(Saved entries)
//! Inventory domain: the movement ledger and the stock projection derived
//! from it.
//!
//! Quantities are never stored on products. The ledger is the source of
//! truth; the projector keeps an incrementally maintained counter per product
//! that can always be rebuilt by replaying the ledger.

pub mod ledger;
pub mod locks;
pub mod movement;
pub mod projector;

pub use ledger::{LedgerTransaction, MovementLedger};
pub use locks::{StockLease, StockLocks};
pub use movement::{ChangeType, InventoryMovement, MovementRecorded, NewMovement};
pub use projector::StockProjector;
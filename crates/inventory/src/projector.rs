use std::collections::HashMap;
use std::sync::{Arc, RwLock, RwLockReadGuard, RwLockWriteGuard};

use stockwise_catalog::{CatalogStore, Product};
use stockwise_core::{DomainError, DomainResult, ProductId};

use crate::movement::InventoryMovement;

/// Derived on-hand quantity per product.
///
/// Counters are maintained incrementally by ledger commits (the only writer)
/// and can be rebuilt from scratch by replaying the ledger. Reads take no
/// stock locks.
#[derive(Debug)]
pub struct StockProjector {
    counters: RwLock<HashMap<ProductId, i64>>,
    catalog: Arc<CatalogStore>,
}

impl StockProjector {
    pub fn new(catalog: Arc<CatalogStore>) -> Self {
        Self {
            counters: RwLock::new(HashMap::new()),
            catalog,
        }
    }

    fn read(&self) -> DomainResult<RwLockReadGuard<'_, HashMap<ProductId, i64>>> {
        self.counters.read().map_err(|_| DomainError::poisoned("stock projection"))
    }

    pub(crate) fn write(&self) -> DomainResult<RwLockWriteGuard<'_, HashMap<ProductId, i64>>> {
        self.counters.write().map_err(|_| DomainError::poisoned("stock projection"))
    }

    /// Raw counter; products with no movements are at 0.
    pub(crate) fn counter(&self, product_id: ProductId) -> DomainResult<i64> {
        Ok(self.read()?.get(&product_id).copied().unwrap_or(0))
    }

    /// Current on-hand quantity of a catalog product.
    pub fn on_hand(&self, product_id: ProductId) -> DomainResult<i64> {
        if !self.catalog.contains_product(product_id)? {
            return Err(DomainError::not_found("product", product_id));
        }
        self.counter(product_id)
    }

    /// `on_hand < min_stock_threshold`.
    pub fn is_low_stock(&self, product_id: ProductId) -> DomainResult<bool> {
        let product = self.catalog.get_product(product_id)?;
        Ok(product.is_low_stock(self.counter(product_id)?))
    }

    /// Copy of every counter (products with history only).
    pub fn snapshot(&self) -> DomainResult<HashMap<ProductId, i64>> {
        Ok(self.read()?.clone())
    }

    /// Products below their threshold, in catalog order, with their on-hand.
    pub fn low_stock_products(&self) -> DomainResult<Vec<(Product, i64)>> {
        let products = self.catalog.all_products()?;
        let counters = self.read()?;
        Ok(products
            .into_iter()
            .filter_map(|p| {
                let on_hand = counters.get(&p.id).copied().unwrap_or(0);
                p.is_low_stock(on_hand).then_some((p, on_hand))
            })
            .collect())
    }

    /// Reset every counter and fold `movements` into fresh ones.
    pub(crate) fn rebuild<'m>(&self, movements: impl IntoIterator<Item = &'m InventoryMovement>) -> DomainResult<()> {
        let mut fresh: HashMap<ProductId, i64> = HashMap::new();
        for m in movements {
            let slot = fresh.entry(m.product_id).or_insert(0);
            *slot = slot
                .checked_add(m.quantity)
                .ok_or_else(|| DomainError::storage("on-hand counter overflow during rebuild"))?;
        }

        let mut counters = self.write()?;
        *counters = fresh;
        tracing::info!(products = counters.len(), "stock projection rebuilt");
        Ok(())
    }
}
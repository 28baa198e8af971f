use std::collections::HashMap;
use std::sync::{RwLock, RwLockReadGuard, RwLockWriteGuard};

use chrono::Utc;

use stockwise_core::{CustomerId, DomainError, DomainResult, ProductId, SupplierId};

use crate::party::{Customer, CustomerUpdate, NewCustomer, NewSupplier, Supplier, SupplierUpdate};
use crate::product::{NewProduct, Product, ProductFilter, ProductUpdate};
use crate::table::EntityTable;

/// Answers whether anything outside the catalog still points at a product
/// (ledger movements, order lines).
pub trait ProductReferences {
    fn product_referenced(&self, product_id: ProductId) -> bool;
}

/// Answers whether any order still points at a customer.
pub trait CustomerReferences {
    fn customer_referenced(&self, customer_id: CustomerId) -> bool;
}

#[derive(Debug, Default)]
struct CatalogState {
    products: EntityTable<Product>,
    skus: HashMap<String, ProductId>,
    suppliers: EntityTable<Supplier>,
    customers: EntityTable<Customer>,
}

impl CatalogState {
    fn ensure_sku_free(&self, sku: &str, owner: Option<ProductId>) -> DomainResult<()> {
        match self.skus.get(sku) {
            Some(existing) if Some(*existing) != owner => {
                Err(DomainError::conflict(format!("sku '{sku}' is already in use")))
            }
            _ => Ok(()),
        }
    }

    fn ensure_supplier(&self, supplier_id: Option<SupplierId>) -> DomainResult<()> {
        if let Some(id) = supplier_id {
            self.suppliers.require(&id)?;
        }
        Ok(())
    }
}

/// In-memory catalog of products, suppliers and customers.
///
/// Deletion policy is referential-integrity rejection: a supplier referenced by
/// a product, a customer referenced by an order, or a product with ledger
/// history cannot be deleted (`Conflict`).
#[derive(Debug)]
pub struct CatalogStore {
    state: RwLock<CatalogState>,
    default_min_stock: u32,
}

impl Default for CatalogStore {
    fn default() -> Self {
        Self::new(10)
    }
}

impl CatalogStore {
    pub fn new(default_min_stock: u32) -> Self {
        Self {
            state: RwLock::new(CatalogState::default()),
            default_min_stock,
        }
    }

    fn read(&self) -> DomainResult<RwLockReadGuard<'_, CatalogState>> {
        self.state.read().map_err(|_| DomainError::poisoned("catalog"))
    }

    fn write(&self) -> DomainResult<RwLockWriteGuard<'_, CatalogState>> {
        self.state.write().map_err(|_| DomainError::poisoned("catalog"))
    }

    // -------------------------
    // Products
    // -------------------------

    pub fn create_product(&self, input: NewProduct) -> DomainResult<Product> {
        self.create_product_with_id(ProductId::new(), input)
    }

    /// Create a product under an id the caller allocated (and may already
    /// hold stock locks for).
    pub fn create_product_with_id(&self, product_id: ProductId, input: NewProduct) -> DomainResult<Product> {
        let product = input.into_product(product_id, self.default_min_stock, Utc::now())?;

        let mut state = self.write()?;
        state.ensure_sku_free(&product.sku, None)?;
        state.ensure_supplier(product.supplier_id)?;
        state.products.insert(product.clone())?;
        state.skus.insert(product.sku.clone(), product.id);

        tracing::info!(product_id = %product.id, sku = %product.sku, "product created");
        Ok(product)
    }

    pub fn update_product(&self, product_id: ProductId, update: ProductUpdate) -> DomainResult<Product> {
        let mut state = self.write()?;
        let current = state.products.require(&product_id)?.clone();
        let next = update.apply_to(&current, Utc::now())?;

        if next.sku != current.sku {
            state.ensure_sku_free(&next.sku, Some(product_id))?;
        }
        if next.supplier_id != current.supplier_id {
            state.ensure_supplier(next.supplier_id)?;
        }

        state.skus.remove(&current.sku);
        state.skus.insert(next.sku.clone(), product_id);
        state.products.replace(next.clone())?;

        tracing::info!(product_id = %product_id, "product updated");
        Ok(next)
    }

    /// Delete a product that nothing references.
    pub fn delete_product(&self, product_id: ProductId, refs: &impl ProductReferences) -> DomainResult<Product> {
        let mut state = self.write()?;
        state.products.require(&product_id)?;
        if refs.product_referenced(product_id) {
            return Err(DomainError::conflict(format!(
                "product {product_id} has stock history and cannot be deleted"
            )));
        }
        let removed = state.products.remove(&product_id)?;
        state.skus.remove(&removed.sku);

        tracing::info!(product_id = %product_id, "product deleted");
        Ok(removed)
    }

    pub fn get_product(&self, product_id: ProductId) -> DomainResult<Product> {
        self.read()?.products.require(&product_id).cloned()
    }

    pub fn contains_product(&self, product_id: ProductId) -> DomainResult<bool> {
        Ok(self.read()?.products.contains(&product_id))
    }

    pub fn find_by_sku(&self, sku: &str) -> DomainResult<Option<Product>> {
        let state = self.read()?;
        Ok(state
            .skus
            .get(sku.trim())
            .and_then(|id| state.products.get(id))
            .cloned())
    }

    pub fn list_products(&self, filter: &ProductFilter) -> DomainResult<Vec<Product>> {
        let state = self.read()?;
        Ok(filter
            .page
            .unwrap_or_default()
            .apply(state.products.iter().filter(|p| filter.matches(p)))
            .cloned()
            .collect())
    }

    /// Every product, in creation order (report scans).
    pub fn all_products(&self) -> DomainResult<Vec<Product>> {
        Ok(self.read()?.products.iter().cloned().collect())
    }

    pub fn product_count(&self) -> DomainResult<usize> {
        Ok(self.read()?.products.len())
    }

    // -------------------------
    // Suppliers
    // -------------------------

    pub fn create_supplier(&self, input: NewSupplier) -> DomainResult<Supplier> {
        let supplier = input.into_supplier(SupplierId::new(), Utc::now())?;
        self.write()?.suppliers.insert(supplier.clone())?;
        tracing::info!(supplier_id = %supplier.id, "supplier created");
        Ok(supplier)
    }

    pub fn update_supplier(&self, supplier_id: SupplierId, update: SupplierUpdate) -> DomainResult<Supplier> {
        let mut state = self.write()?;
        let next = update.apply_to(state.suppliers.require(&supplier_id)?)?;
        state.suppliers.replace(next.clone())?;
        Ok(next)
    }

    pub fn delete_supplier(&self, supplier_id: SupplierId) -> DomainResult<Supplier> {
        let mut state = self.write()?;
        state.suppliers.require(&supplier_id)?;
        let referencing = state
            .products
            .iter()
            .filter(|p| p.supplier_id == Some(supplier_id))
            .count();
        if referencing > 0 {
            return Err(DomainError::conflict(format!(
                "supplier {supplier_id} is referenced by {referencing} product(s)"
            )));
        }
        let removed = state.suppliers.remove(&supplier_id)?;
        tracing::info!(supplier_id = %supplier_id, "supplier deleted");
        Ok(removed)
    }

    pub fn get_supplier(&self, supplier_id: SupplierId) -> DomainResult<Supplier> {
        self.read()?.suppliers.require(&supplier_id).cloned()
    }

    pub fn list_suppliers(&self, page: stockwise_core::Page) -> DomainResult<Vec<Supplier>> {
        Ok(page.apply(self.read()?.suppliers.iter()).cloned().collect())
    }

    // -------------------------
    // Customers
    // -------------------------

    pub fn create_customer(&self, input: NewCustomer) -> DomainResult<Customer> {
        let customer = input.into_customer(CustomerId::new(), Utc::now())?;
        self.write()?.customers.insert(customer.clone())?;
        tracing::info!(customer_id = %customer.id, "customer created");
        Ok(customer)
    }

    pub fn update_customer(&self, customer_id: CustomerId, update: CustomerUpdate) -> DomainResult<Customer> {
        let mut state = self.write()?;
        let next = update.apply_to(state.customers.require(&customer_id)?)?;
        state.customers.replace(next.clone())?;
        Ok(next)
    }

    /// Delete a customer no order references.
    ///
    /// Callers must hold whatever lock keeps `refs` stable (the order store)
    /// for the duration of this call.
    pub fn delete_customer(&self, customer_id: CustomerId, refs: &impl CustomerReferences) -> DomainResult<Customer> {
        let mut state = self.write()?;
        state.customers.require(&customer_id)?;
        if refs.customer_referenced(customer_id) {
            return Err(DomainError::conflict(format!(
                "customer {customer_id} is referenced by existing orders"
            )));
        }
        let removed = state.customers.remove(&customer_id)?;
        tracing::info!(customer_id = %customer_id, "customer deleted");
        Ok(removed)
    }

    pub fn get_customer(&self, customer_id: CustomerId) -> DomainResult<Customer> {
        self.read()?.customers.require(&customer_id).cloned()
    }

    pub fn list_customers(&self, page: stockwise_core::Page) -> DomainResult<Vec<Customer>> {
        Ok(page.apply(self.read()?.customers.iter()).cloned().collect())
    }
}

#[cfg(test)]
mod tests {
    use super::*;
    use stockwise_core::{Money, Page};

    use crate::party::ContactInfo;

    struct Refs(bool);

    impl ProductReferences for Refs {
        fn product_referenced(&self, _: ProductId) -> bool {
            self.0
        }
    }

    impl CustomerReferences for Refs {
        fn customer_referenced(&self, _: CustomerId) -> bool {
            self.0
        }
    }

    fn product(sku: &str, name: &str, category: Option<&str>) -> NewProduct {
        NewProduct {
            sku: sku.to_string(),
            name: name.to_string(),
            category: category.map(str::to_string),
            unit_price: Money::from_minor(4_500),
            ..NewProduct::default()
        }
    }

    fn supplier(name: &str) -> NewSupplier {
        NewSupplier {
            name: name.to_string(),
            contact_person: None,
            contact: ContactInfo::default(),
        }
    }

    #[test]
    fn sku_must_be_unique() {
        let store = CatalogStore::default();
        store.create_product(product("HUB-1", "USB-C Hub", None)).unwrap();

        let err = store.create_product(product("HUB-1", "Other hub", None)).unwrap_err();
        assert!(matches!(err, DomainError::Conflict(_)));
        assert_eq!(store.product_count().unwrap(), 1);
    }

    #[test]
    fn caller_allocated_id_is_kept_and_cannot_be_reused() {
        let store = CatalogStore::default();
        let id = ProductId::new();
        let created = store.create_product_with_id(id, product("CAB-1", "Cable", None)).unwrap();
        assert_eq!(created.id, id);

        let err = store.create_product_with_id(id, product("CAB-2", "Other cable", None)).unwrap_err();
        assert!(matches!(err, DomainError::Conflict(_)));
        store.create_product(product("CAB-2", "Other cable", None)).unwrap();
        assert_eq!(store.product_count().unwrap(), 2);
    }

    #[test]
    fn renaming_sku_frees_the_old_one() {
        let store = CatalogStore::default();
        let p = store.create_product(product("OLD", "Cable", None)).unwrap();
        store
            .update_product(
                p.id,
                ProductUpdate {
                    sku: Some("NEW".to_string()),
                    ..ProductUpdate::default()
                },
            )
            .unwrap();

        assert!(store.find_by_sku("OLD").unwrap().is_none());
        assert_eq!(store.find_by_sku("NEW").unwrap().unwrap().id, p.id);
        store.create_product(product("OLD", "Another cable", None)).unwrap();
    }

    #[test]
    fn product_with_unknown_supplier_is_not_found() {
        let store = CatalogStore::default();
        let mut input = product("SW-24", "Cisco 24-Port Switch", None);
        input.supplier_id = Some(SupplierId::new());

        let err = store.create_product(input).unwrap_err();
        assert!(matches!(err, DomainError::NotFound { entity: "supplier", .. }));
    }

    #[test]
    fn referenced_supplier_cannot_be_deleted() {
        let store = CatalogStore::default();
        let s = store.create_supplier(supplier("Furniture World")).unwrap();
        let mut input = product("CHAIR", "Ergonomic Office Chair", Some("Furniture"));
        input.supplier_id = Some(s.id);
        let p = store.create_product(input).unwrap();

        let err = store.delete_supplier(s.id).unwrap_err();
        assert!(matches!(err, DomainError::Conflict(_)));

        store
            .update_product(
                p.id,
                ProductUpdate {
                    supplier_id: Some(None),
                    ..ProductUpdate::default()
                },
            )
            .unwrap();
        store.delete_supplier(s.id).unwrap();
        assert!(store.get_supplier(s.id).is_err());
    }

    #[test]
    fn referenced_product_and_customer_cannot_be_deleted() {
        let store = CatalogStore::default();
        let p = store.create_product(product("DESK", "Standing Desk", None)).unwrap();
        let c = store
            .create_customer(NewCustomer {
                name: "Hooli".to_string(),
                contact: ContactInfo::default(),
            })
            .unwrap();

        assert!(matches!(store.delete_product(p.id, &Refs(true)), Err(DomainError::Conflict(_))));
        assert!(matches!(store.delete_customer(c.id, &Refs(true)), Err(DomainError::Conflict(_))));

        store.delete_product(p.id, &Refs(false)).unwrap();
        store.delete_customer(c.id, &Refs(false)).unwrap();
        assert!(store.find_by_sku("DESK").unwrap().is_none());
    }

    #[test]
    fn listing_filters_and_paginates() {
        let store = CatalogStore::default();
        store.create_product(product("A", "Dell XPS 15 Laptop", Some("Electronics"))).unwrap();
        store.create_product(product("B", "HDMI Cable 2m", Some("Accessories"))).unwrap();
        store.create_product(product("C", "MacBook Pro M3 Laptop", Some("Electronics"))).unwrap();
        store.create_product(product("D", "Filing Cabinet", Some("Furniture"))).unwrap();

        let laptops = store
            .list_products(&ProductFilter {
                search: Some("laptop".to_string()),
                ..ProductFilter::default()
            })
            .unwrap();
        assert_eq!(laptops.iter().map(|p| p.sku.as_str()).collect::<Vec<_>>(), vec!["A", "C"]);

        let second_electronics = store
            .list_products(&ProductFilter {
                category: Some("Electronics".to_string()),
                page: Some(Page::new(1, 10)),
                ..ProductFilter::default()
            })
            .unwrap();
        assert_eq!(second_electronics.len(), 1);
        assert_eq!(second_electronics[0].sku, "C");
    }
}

What to produce:
Please reproduce the lines from the line with "DomainResult<RwLockReadGuard<'_, HashMap<ProductId, i64>>>" to the line with "movements are at 0.", both ends included, exactly as they appear above.

Task solution:
    fn read(&self) -> DomainResult<RwLockReadGuard<'_, HashMap<ProductId, i64>>> {
        self.counters.read().map_err(|_| DomainError::poisoned("stock projection"))
    }

    pub(crate) fn write(&self) -> DomainResult<RwLockWriteGuard<'_, HashMap<ProductId, i64>>> {
        self.counters.write().map_err(|_| DomainError::poisoned("stock projection"))
    }

    /// Raw counter; products with no movements are at 0.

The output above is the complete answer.